* [Aim of the task]:
Using the entries below, give the count of lines that hold "BrowseArgs". Say nothing besides the number.

* [Provided entries]:
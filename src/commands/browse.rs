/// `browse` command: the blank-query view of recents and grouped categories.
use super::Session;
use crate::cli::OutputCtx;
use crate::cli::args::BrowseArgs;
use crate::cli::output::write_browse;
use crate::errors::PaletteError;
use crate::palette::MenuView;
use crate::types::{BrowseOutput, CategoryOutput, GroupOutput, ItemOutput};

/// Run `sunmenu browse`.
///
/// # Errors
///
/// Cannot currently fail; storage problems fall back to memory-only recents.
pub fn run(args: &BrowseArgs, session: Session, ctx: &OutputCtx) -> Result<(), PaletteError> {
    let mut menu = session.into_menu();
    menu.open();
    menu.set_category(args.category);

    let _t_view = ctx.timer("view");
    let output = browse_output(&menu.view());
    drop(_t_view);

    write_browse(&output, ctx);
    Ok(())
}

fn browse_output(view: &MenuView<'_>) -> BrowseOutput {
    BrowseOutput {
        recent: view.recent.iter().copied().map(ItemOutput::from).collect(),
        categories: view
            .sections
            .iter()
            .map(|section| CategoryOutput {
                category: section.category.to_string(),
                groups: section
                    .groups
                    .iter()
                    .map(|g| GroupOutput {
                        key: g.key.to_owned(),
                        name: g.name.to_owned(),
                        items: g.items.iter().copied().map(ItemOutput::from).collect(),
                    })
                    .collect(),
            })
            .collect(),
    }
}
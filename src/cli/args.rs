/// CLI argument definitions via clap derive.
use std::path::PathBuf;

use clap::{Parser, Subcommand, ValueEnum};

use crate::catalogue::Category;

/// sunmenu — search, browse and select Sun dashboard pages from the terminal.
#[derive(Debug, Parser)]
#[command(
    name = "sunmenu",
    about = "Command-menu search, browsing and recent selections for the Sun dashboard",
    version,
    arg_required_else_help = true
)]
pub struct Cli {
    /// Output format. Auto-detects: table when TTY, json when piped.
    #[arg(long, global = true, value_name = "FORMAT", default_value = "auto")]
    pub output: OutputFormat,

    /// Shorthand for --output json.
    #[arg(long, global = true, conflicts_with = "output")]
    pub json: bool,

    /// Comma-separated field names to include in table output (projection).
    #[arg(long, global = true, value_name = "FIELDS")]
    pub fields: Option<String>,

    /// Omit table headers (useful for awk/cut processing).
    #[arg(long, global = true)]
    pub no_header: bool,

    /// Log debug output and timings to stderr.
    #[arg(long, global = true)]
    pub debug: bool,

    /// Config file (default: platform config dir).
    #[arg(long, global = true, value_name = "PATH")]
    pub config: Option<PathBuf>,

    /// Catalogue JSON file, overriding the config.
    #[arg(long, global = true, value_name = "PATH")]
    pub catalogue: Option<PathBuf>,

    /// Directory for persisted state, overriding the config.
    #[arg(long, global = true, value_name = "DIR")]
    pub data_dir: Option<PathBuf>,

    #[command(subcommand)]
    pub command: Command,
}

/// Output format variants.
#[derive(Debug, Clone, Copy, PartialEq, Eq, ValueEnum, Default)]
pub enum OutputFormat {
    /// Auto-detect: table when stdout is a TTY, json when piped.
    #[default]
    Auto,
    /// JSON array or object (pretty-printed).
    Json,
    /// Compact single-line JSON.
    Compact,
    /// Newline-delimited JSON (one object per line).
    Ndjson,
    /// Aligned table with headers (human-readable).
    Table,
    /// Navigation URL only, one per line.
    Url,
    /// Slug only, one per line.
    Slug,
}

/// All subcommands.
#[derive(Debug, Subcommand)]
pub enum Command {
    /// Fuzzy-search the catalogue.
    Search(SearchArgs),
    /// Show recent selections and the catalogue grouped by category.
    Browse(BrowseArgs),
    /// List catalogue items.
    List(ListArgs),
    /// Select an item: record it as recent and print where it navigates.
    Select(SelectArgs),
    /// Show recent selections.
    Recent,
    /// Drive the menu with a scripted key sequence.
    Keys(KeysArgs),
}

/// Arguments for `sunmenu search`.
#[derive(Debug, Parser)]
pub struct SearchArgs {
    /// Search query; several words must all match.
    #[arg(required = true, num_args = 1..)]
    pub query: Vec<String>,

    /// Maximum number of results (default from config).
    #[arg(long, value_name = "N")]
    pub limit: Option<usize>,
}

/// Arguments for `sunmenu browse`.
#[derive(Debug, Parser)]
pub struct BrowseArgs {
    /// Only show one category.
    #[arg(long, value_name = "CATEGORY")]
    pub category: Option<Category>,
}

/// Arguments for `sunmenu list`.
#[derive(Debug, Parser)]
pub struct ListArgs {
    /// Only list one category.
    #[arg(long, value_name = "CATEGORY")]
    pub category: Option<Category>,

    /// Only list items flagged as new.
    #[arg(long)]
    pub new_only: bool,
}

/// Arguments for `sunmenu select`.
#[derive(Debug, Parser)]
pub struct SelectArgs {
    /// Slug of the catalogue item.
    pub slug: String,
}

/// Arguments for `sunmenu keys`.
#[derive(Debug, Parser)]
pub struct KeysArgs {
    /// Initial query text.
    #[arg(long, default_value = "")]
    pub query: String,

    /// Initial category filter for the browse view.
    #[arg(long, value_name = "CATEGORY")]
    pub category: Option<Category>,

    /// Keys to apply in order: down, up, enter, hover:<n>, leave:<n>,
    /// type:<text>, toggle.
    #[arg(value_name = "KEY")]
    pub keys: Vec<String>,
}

* [Response]:
4